Guide to the IRS Appeals Process

Taxpayers who go through an IRS audit may dispute its results. They may do this by personally filing an appeal with the IRS Appeals Division or having their tax attorney file for them. The appeal process will differ according to how much money the IRS claims the taxpayer owes.

Beginning the Appeals Process

Once an audit has been completed, the taxpayer will receive an audit report. This report will show all the adjustments made by the IRS auditor to the tax return and how much money is now owed. There are two methods for making an appeal. The method used depends on the amount of taxes and penalties due.

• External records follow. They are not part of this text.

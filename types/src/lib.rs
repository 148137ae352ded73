//! Types shared by many parts of the Keystone contract-execution engine.
//!
//! The deploy record and deploy transaction-parameter formats defined here are
//! consensus-normative: every node must produce byte-identical encodings.

#![doc(html_root_url = "https://docs.rs/keystone-types/0.1.0")]
#![warn(missing_docs)]

mod address;
pub mod bytesrepr;
pub mod deploy;
mod transaction_hash;

pub use address::{
    Address, AddressKind, FromStrError, ADDRESS_BODY_LENGTH, ADDRESS_SERIALIZED_LENGTH,
    ZERO_CONTRACT_ADDRESS,
};
pub use transaction_hash::{TransactionHash, TRANSACTION_HASH_LENGTH};
//! Typed key and value encoding shared by all containers.
//!
//! The supported kinds form a closed set (integers, text, addresses, booleans
//! and raw bytes), enforced at compile time through the two traits below
//! rather than by runtime type checks.

use keystone_types::{bytesrepr, Address};

use super::Error;

/// Encodes `value` as minimal-length two's-complement big-endian bytes,
/// sign-extended only as far as needed. Zero encodes as a single zero byte.
pub fn int_to_bytes(value: i64) -> Vec<u8> {
    let bytes = value.to_be_bytes();
    let mut start = 0;
    while start + 1 < bytes.len() {
        let lead = bytes[start];
        let next = bytes[start + 1];
        let redundant = (lead == 0x00 && next < 0x80) || (lead == 0xff && next >= 0x80);
        if !redundant {
            break;
        }
        start += 1;
    }
    bytes[start..].to_vec()
}

/// Decodes sign-extended big-endian bytes into an integer; empty input decodes
/// to zero.
pub fn int_from_bytes(bytes: &[u8]) -> Result<i64, Error> {
    if bytes.len() > 8 {
        return Err(Error::TypeMismatch(format!(
            "integer wider than 64 bits ({} bytes)",
            bytes.len()
        )));
    }
    let negative = bytes.first().map_or(false, |byte| byte & 0x80 != 0);
    let mut buffer = if negative { [0xff; 8] } else { [0; 8] };
    buffer[8 - bytes.len()..].copy_from_slice(bytes);
    Ok(i64::from_be_bytes(buffer))
}

/// A type usable as a container key.
pub trait ContainerKey {
    /// Encodes the key for use in the flat key space.
    fn encode_key(&self) -> Vec<u8>;
}

impl ContainerKey for i64 {
    fn encode_key(&self) -> Vec<u8> {
        int_to_bytes(*self)
    }
}

impl ContainerKey for str {
    fn encode_key(&self) -> Vec<u8> {
        self.as_bytes().to_vec()
    }
}

impl ContainerKey for String {
    fn encode_key(&self) -> Vec<u8> {
        self.as_bytes().to_vec()
    }
}

impl ContainerKey for Address {
    fn encode_key(&self) -> Vec<u8> {
        self.to_array().to_vec()
    }
}

impl ContainerKey for [u8] {
    fn encode_key(&self) -> Vec<u8> {
        self.to_vec()
    }
}

impl ContainerKey for Vec<u8> {
    fn encode_key(&self) -> Vec<u8> {
        self.clone()
    }
}

impl<T: ContainerKey + ?Sized> ContainerKey for &T {
    fn encode_key(&self) -> Vec<u8> {
        (**self).encode_key()
    }
}

/// A type storable as a container value.
///
/// Absent keys decode to the type-appropriate default: zero for integers,
/// `false` for booleans, the empty string for text, and nothing at all for
/// addresses and raw bytes.
pub trait ContainerValue: Sized + PartialEq {
    /// Encodes the value for storage.
    fn encode_value(&self) -> Vec<u8>;

    /// Decodes stored bytes as this type.
    fn decode_value(bytes: &[u8]) -> Result<Self, Error>;

    /// The value an absent key decodes to, if the type has one.
    fn absent() -> Option<Self>;
}

impl ContainerValue for i64 {
    fn encode_value(&self) -> Vec<u8> {
        int_to_bytes(*self)
    }

    fn decode_value(bytes: &[u8]) -> Result<Self, Error> {
        int_from_bytes(bytes)
    }

    fn absent() -> Option<Self> {
        Some(0)
    }
}

impl ContainerValue for bool {
    fn encode_value(&self) -> Vec<u8> {
        int_to_bytes(i64::from(*self))
    }

    fn decode_value(bytes: &[u8]) -> Result<Self, Error> {
        Ok(int_from_bytes(bytes)? != 0)
    }

    fn absent() -> Option<Self> {
        Some(false)
    }
}

impl ContainerValue for String {
    fn encode_value(&self) -> Vec<u8> {
        self.as_bytes().to_vec()
    }

    fn decode_value(bytes: &[u8]) -> Result<Self, Error> {
        String::from_utf8(bytes.to_vec())
            .map_err(|_| Error::TypeMismatch("stored value is not valid UTF-8".to_string()))
    }

    fn absent() -> Option<Self> {
        Some(String::new())
    }
}

impl ContainerValue for Address {
    fn encode_value(&self) -> Vec<u8> {
        self.to_array().to_vec()
    }

    fn decode_value(bytes: &[u8]) -> Result<Self, Error> {
        bytesrepr::deserialize(bytes).map_err(|_| {
            Error::TypeMismatch(format!(
                "stored value of {} bytes is not an address",
                bytes.len()
            ))
        })
    }

    fn absent() -> Option<Self> {
        None
    }
}

impl ContainerValue for Vec<u8> {
    fn encode_value(&self) -> Vec<u8> {
        self.clone()
    }

    fn decode_value(bytes: &[u8]) -> Result<Self, Error> {
        Ok(bytes.to_vec())
    }

    fn absent() -> Option<Self> {
        None
    }
}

If an audit results in more than $25,000 in taxes and penalties owed, the taxpayer must submit a written protest to the IRS. This protest must include the following:

  • Name, address, and daytime contact number for the taxpayer
  • Statement that says the taxpayer is appealing the IRS findings to the Office of Appeals
  • Copy of audit report with the changes proposed by the auditor
  • Tax years involved in audit
  • List of each proposed change the taxpayer disagrees with and why they disagree
  • Facts and the law or authority that supports the taxpayer’s position

At the end of the written protest the taxpayer must include a penalty of perjury statement that states: “Under the penalties of perjury, I declare that the facts stated in this protest and any accompanying documents are true, correct, and complete to the best of my knowledge and belief.” The document then must be signed under the statement.

If an audit results in less than $25,000 in taxes and penalties owed, a small case request is used to appeal the findings. The taxpayer has the option to submit a Form 12203 instead of submitting a written protect to begin the appeal.

Regardless of the method used, both must be filed within 30 days of the taxpayer receiving their audit report, unless the letter that came with the report says otherwise. The appeals protect could be rejected if not filed in a timely manner.

What Happens After the Appeal is Filed?

It takes three to six months for an appeal to be heard by the IRS Office of Appeals. In the meantime, collection efforts are suspended until the appeal is finished. The hearing will take place with an IRS Appeals Officer. The taxpayer may choose to represent themselves or have a CPA, enrolled agent, or tax attorney act as their representative at an appeal.

Results of the appeal will be sent within one to three months of the hearing. If the taxpayer disagrees with the results, he may file a petition to bring the case before a judge in the United States Tax Court.